Approximately 1.2 million people in the United States are living with HIV. That figure, based on CDC estimates, includes both people who have been diagnosed and those who don’t yet know they carry the virus. Roughly 13% of people with HIV in the U.S. are unaware of their status, which means an estimated 150,000 or more individuals haven’t been tested or diagnosed.

New Infections Each Year

In 2022, there were an estimated 31,800 new HIV infections across the country, a rate of about 11.3 per 100,000 people. That number has declined significantly from the epidemic’s peak in the mid-1980s, when new infections topped 100,000 annually, but progress in recent years has been uneven. Some populations have seen meaningful drops in new cases while others have seen little change or even increases.

The federal Ending the HIV Epidemic initiative set ambitious targets: a 75% reduction in new infections by 2025 and a 90% reduction by 2030. Meeting those goals depends on expanding access to prevention tools like PrEP (a daily or injectable medication that prevents infection) and ensuring more people who test positive start treatment quickly.

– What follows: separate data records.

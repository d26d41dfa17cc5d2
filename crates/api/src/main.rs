use std::sync::Arc;

use anyhow::Context;

use zap_api::app::{build_app, AppServices};
use zap_api::AppConfig;

#[tokio::main]
async fn main() -> anyhow::Result<()> {
    let config = AppConfig::from_env();
    zap_observability::init_with(config.mode.log_format());

    if config.mode.is_development() {
        tracing::warn!("running in development mode; error responses include internal details");
    }
    if config.vapid.public_key.is_none() {
        tracing::warn!("VAPID keys not set; push subscriptions will fail");
    }

    let bind_addr = config.bind_addr;
    let services = Arc::new(AppServices::in_memory(config));
    let app = build_app(services);

    let listener = tokio::net::TcpListener::bind(bind_addr)
        .await
        .with_context(|| format!("failed to bind {bind_addr}"))?;

    tracing::info!("listening on {}", listener.local_addr()?);

    axum::serve(listener, app).await?;
    Ok(())
}
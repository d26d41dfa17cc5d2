//! Correlation identifiers for log tracing.

use core::str::FromStr;
use std::sync::atomic::{AtomicU64, Ordering};
use std::time::{SystemTime, UNIX_EPOCH};

use rand::rngs::{OsRng, StdRng};
use rand::{Rng, RngCore, SeedableRng};
use serde::{Deserialize, Serialize};
use uuid::Builder;

const TEMPLATE: &str = "xxxxxxxx-xxxx-4xxx-yxxx-xxxxxxxxxxxx";

/// Identifier attached to one handler invocation.
///
/// Generated values have the UUID v4 shape. Caller-supplied values are taken
/// as-is: the id is opaque, only used to join log lines and responses.
#[derive(Debug, Clone, PartialEq, Eq, Hash, Serialize, Deserialize)]
#[serde(transparent)]
pub struct CorrelationId(String);

impl CorrelationId {
    /// Generate a fresh id, preferring the OS random source.
    pub fn generate() -> Self {
        let mut bytes = [0u8; 16];
        match OsRng.try_fill_bytes(&mut bytes) {
            Ok(()) => Self::from_random_bytes(bytes),
            Err(e) => {
                tracing::debug!(
                    error = %e,
                    "os random source unavailable; using fallback generator"
                );
                Self::from_rng(&mut StdRng::seed_from_u64(fallback_seed()))
            }
        }
    }

    /// Build from 16 random bytes, forcing the version and variant bits.
    pub fn from_random_bytes(bytes: [u8; 16]) -> Self {
        Self(Builder::from_random_bytes(bytes).into_uuid().hyphenated().to_string())
    }

    /// Build digit by digit from an arbitrary generator.
    pub fn from_rng<R: Rng>(rng: &mut R) -> Self {
        let id = TEMPLATE
            .chars()
            .map(|c| match c {
                'x' => hex_digit(rng.gen_range(0..16)),
                'y' => hex_digit(rng.gen_range(0..4) + 8),
                other => other,
            })
            .collect();
        Self(id)
    }

    pub fn as_str(&self) -> &str {
        &self.0
    }

    pub fn into_string(self) -> String {
        self.0
    }
}

impl Default for CorrelationId {
    fn default() -> Self {
        Self::generate()
    }
}

impl core::fmt::Display for CorrelationId {
    fn fmt(&self, f: &mut core::fmt::Formatter<'_>) -> core::fmt::Result {
        f.write_str(&self.0)
    }
}

impl From<String> for CorrelationId {
    fn from(value: String) -> Self {
        Self(value)
    }
}

impl From<&str> for CorrelationId {
    fn from(value: &str) -> Self {
        Self(value.to_string())
    }
}

impl FromStr for CorrelationId {
    type Err = core::convert::Infallible;

    fn from_str(s: &str) -> Result<Self, Self::Err> {
        Ok(Self::from(s))
    }
}

impl AsRef<str> for CorrelationId {
    fn as_ref(&self) -> &str {
        &self.0
    }
}

fn hex_digit(v: u32) -> char {
    char::from_digit(v, 16).unwrap_or('0')
}

// Distinct per call even when the clock does not move.
fn fallback_seed() -> u64 {
    static COUNTER: AtomicU64 = AtomicU64::new(0);
    let nanos = SystemTime::now()
        .duration_since(UNIX_EPOCH)
        .map(|d| d.as_nanos() as u64)
        .unwrap_or(0);
    let n = COUNTER.fetch_add(1, Ordering::Relaxed);
    nanos ^ n.wrapping_mul(0x9E37_79B9_7F4A_7C15)
}
//! `zap-core`: transport-free error handling building blocks.
//!
//! This crate holds the error taxonomy, failure normalization, the RPC error
//! shape and correlation IDs. It knows nothing about HTTP frameworks or
//! logging sinks.

pub mod correlation;
pub mod error;
pub mod failure;
pub mod issues;
pub mod rpc;

pub use correlation::CorrelationId;
pub use error::{AppError, AppResult, Cause, ErrorKind};
pub use failure::{Failure, GENERIC_MESSAGE, truncate_lines};
pub use issues::{ValidationIssue, ValidationIssues};
pub use rpc::{RpcError, RpcErrorCode, RpcErrorData};

/// Maximum number of stack/chain lines included in logs and error details.
pub const MAX_STACK_LINES: usize = 5;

Racial and Ethnic Disparities

HIV does not affect all communities equally. Of the estimated 31,800 new infections in 2022:

  • Black/African American individuals accounted for 11,900 new infections, making this community the most affected despite representing about 13% of the U.S. population.
  • Hispanic/Latino individuals accounted for 10,500 new infections.
  • White individuals accounted for 7,600 new infections.

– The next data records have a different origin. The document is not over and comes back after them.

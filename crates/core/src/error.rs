//! Error taxonomy.
//!
//! Every failure the application reports is an [`AppError`]: a closed
//! [`ErrorKind`] plus a human message and an optional [`Cause`]. The kind alone
//! determines the stable machine code and (for HTTP-based kinds) the status.

use core::fmt;

use serde::{Serialize, Serializer};
use serde_json::{Map, Value};
use thiserror::Error;

use crate::issues::ValidationIssues;

/// Result type used across the application layer.
pub type AppResult<T> = Result<T, AppError>;

/// Closed set of failure categories.
#[derive(Debug, Copy, Clone, PartialEq, Eq, Hash)]
pub enum ErrorKind {
    /// Unclassified failure.
    InternalServer,
    NotFound,
    BadRequest,
    Unauthorized,
    Forbidden,
    Conflict,
    /// Outbound mail could not be prepared or delivered.
    Mail,
    /// Web Push configuration or delivery failure.
    PushNotification,
    Application,
    Client,
    FileOperation,
}

impl ErrorKind {
    pub const ALL: [ErrorKind; 11] = [
        ErrorKind::InternalServer,
        ErrorKind::NotFound,
        ErrorKind::BadRequest,
        ErrorKind::Unauthorized,
        ErrorKind::Forbidden,
        ErrorKind::Conflict,
        ErrorKind::Mail,
        ErrorKind::PushNotification,
        ErrorKind::Application,
        ErrorKind::Client,
        ErrorKind::FileOperation,
    ];

    /// Kind name as exposed in `error` fields and `x-error-type` headers.
    pub const fn name(self) -> &'static str {
        match self {
            ErrorKind::InternalServer => "InternalServerError",
            ErrorKind::NotFound => "NotFoundError",
            ErrorKind::BadRequest => "BadRequestError",
            ErrorKind::Unauthorized => "UnauthorizedError",
            ErrorKind::Forbidden => "ForbiddenError",
            ErrorKind::Conflict => "ConflictError",
            ErrorKind::Mail => "MailError",
            ErrorKind::PushNotification => "PushNotificationError",
            ErrorKind::Application => "ApplicationError",
            ErrorKind::Client => "ClientError",
            ErrorKind::FileOperation => "FileOperationError",
        }
    }

    /// Stable machine-readable code.
    pub const fn code(self) -> &'static str {
        match self {
            ErrorKind::InternalServer => "INTERNAL_SERVER_ERROR",
            ErrorKind::NotFound => "NOT_FOUND",
            ErrorKind::BadRequest => "BAD_REQUEST",
            ErrorKind::Unauthorized => "UNAUTHORIZED",
            ErrorKind::Forbidden => "FORBIDDEN",
            ErrorKind::Conflict => "CONFLICT",
            ErrorKind::Mail => "MAIL_ERROR",
            ErrorKind::PushNotification => "PUSH_NOTIFICATION_ERROR",
            ErrorKind::Application => "APPLICATION_ERROR",
            ErrorKind::Client => "CLIENT_ERROR",
            ErrorKind::FileOperation => "FILE_OPERATION_ERROR",
        }
    }

    /// Reverse of [`code`](Self::code).
    pub fn from_code(code: &str) -> Option<Self> {
        Self::ALL.into_iter().find(|k| k.code() == code)
    }

    /// HTTP status for HTTP-based kinds, `None` for application-level kinds.
    pub const fn status_code(self) -> Option<u16> {
        match self {
            ErrorKind::InternalServer => Some(500),
            ErrorKind::NotFound => Some(404),
            ErrorKind::BadRequest => Some(400),
            ErrorKind::Unauthorized => Some(401),
            ErrorKind::Forbidden => Some(403),
            ErrorKind::Conflict => Some(409),
            ErrorKind::Mail
            | ErrorKind::PushNotification
            | ErrorKind::Application
            | ErrorKind::Client
            | ErrorKind::FileOperation => None,
        }
    }

    /// Status used when the kind has to travel over HTTP anyway.
    pub const fn http_status(self) -> u16 {
        match self.status_code() {
            Some(status) => status,
            None => 500,
        }
    }

    pub const fn is_http(self) -> bool {
        self.status_code().is_some()
    }

    pub const fn default_message(self) -> &'static str {
        match self {
            ErrorKind::InternalServer => "Internal Server Error",
            ErrorKind::NotFound => "Not Found",
            ErrorKind::BadRequest => "Bad Request",
            ErrorKind::Unauthorized => "Unauthorized",
            ErrorKind::Forbidden => "Forbidden",
            ErrorKind::Conflict => "Conflict",
            ErrorKind::Mail => "Mail Error",
            ErrorKind::PushNotification => "Push Notification Error",
            ErrorKind::Application => "Application Error",
            ErrorKind::Client => "Client Error",
            ErrorKind::FileOperation => "File Operation Error",
        }
    }
}

impl fmt::Display for ErrorKind {
    fn fmt(&self, f: &mut fmt::Formatter<'_>) -> fmt::Result {
        f.write_str(self.name())
    }
}

/// What an [`AppError`] wraps.
#[derive(Debug, Clone, PartialEq, Serialize)]
#[serde(tag = "kind", rename_all = "snake_case")]
pub enum Cause {
    /// Per-field validation issues.
    Validation { issues: ValidationIssues },
    /// Another error, captured as its rendered source chain.
    Error {
        error_type: String,
        message: String,
        #[serde(skip_serializing_if = "Vec::is_empty")]
        chain: Vec<String>,
    },
    /// A non-error value.
    Value { value: Value },
}

impl Cause {
    pub fn from_error(
        error_type: impl Into<String>,
        err: &(dyn std::error::Error + 'static),
    ) -> Self {
        let mut chain = Vec::new();
        let mut source = err.source();
        while let Some(inner) = source {
            chain.push(inner.to_string());
            source = inner.source();
        }
        Cause::Error {
            error_type: error_type.into(),
            message: err.to_string(),
            chain,
        }
    }

    pub fn from_anyhow(error_type: impl Into<String>, err: &anyhow::Error) -> Self {
        Cause::Error {
            error_type: error_type.into(),
            message: err.to_string(),
            chain: err.chain().skip(1).map(|e| e.to_string()).collect(),
        }
    }

    pub fn to_json(&self) -> Value {
        serde_json::to_value(self).unwrap_or(Value::Null)
    }
}

impl fmt::Display for Cause {
    fn fmt(&self, f: &mut fmt::Formatter<'_>) -> fmt::Result {
        match self {
            Cause::Validation { issues } => write!(f, "{} validation issue(s)", issues.len()),
            Cause::Error { error_type, message, .. } => write!(f, "{error_type}: {message}"),
            Cause::Value { value } => write!(f, "{value}"),
        }
    }
}

impl From<ValidationIssues> for Cause {
    fn from(issues: ValidationIssues) -> Self {
        Cause::Validation { issues }
    }
}

impl From<Value> for Cause {
    fn from(value: Value) -> Self {
        Cause::Value { value }
    }
}

/// A classified application failure.
///
/// Kind, and therefore code and status, is fixed at construction.
#[derive(Debug, Clone, PartialEq, Error)]
#[error("{message}")]
pub struct AppError {
    kind: ErrorKind,
    message: String,
    cause: Option<Cause>,
}

impl AppError {
    pub fn new(kind: ErrorKind, message: impl Into<String>) -> Self {
        Self {
            kind,
            message: message.into(),
            cause: None,
        }
    }

    /// Error carrying the kind's default message.
    pub fn from_kind(kind: ErrorKind) -> Self {
        Self::new(kind, kind.default_message())
    }

    pub fn with_cause(mut self, cause: impl Into<Cause>) -> Self {
        self.cause = Some(cause.into());
        self
    }

    pub fn internal(msg: impl Into<String>) -> Self {
        Self::new(ErrorKind::InternalServer, msg)
    }

    pub fn not_found(msg: impl Into<String>) -> Self {
        Self::new(ErrorKind::NotFound, msg)
    }

    pub fn bad_request(msg: impl Into<String>) -> Self {
        Self::new(ErrorKind::BadRequest, msg)
    }

    pub fn unauthorized(msg: impl Into<String>) -> Self {
        Self::new(ErrorKind::Unauthorized, msg)
    }

    pub fn forbidden(msg: impl Into<String>) -> Self {
        Self::new(ErrorKind::Forbidden, msg)
    }

    pub fn conflict(msg: impl Into<String>) -> Self {
        Self::new(ErrorKind::Conflict, msg)
    }

    pub fn mail(msg: impl Into<String>) -> Self {
        Self::new(ErrorKind::Mail, msg)
    }

    pub fn push_notification(msg: impl Into<String>) -> Self {
        Self::new(ErrorKind::PushNotification, msg)
    }

    pub fn application(msg: impl Into<String>) -> Self {
        Self::new(ErrorKind::Application, msg)
    }

    pub fn client(msg: impl Into<String>) -> Self {
        Self::new(ErrorKind::Client, msg)
    }

    pub fn file_operation(msg: impl Into<String>) -> Self {
        Self::new(ErrorKind::FileOperation, msg)
    }

    pub fn kind(&self) -> ErrorKind {
        self.kind
    }

    pub fn name(&self) -> &'static str {
        self.kind.name()
    }

    pub fn code(&self) -> &'static str {
        self.kind.code()
    }

    pub fn message(&self) -> &str {
        &self.message
    }

    pub fn status_code(&self) -> Option<u16> {
        self.kind.status_code()
    }

    pub fn http_status(&self) -> u16 {
        self.kind.http_status()
    }

    pub fn cause(&self) -> Option<&Cause> {
        self.cause.as_ref()
    }

    /// Stable JSON form: `error`, `message`, `code`, then `statusCode` for
    /// HTTP-based kinds and `cause` when present.
    pub fn to_json(&self) -> Value {
        let mut out = Map::new();
        out.insert("error".into(), Value::from(self.name()));
        out.insert("message".into(), Value::from(self.message.as_str()));
        out.insert("code".into(), Value::from(self.code()));
        if let Some(status) = self.status_code() {
            out.insert("statusCode".into(), Value::from(status));
        }
        if let Some(cause) = &self.cause {
            out.insert("cause".into(), cause.to_json());
        }
        Value::Object(out)
    }
}

impl From<ErrorKind> for AppError {
    fn from(kind: ErrorKind) -> Self {
        Self::from_kind(kind)
    }
}

impl Serialize for AppError {
    fn serialize<S: Serializer>(&self, serializer: S) -> Result<S::Ok, S::Error> {
        self.to_json().serialize(serializer)
    }
}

These disparities are driven largely by systemic factors: unequal access to healthcare, higher rates of poverty, stigma that discourages testing, and historically lower access to prevention medications. They do not reflect differences in individual behavior.

Who Is Most Affected

Gay and bisexual men remain the population most heavily impacted by HIV in the United States, accounting for the majority of new infections each year. Within that group, young men between the ages of 25 and 34 see the highest rates of new diagnoses. Heterosexual contact and injection drug use are the other primary routes of transmission, though they account for a smaller share of new cases.

Geographically, the U.S. South carries a disproportionate share of the epidemic. States like Florida, Georgia, Texas, and Louisiana consistently report some of the highest rates of new diagnoses and people living with HIV. Many Southern states also have lower rates of Medicaid expansion and fewer sexual health clinics, which limits access to testing and treatment.

Treatment and Viral Suppression

Modern antiretroviral therapy can reduce the amount of virus in a person’s blood to undetectable levels. When someone reaches and maintains an undetectable viral load, they effectively cannot transmit HIV to sexual partners. This concept, known as “undetectable equals untransmittable” or U=U, has reshaped how both clinicians and patients think about living with HIV.

Getting to that point requires knowing your status, accessing care, and staying on medication. As of 2020 CDC data, about 65% of the roughly 944,000 people ages 13 and older with diagnosed HIV in the U.S. had achieved viral suppression. That means more than a third of diagnosed individuals had not, often because of gaps in insurance coverage, housing instability, substance use, or inconsistent access to a provider. Closing that gap is one of the most direct ways to reduce both HIV-related illness and new transmissions.

Why the Undiagnosed Number Matters

People who don’t know they have HIV can’t start treatment and are more likely to transmit the virus to others. Studies consistently show that a large share of new transmissions come from the relatively small group of people who are undiagnosed or diagnosed but not yet in care. The CDC recommends that everyone between the ages of 13 and 64 get tested for HIV at least once in their lifetime, and that people with ongoing risk factors test at least annually.

Rapid HIV tests can now deliver results in 20 minutes at a clinic, and home test kits are available over the counter at most pharmacies. Early diagnosis not only protects partners but also improves long-term health outcomes for the person living with HIV, since starting treatment sooner prevents immune system damage.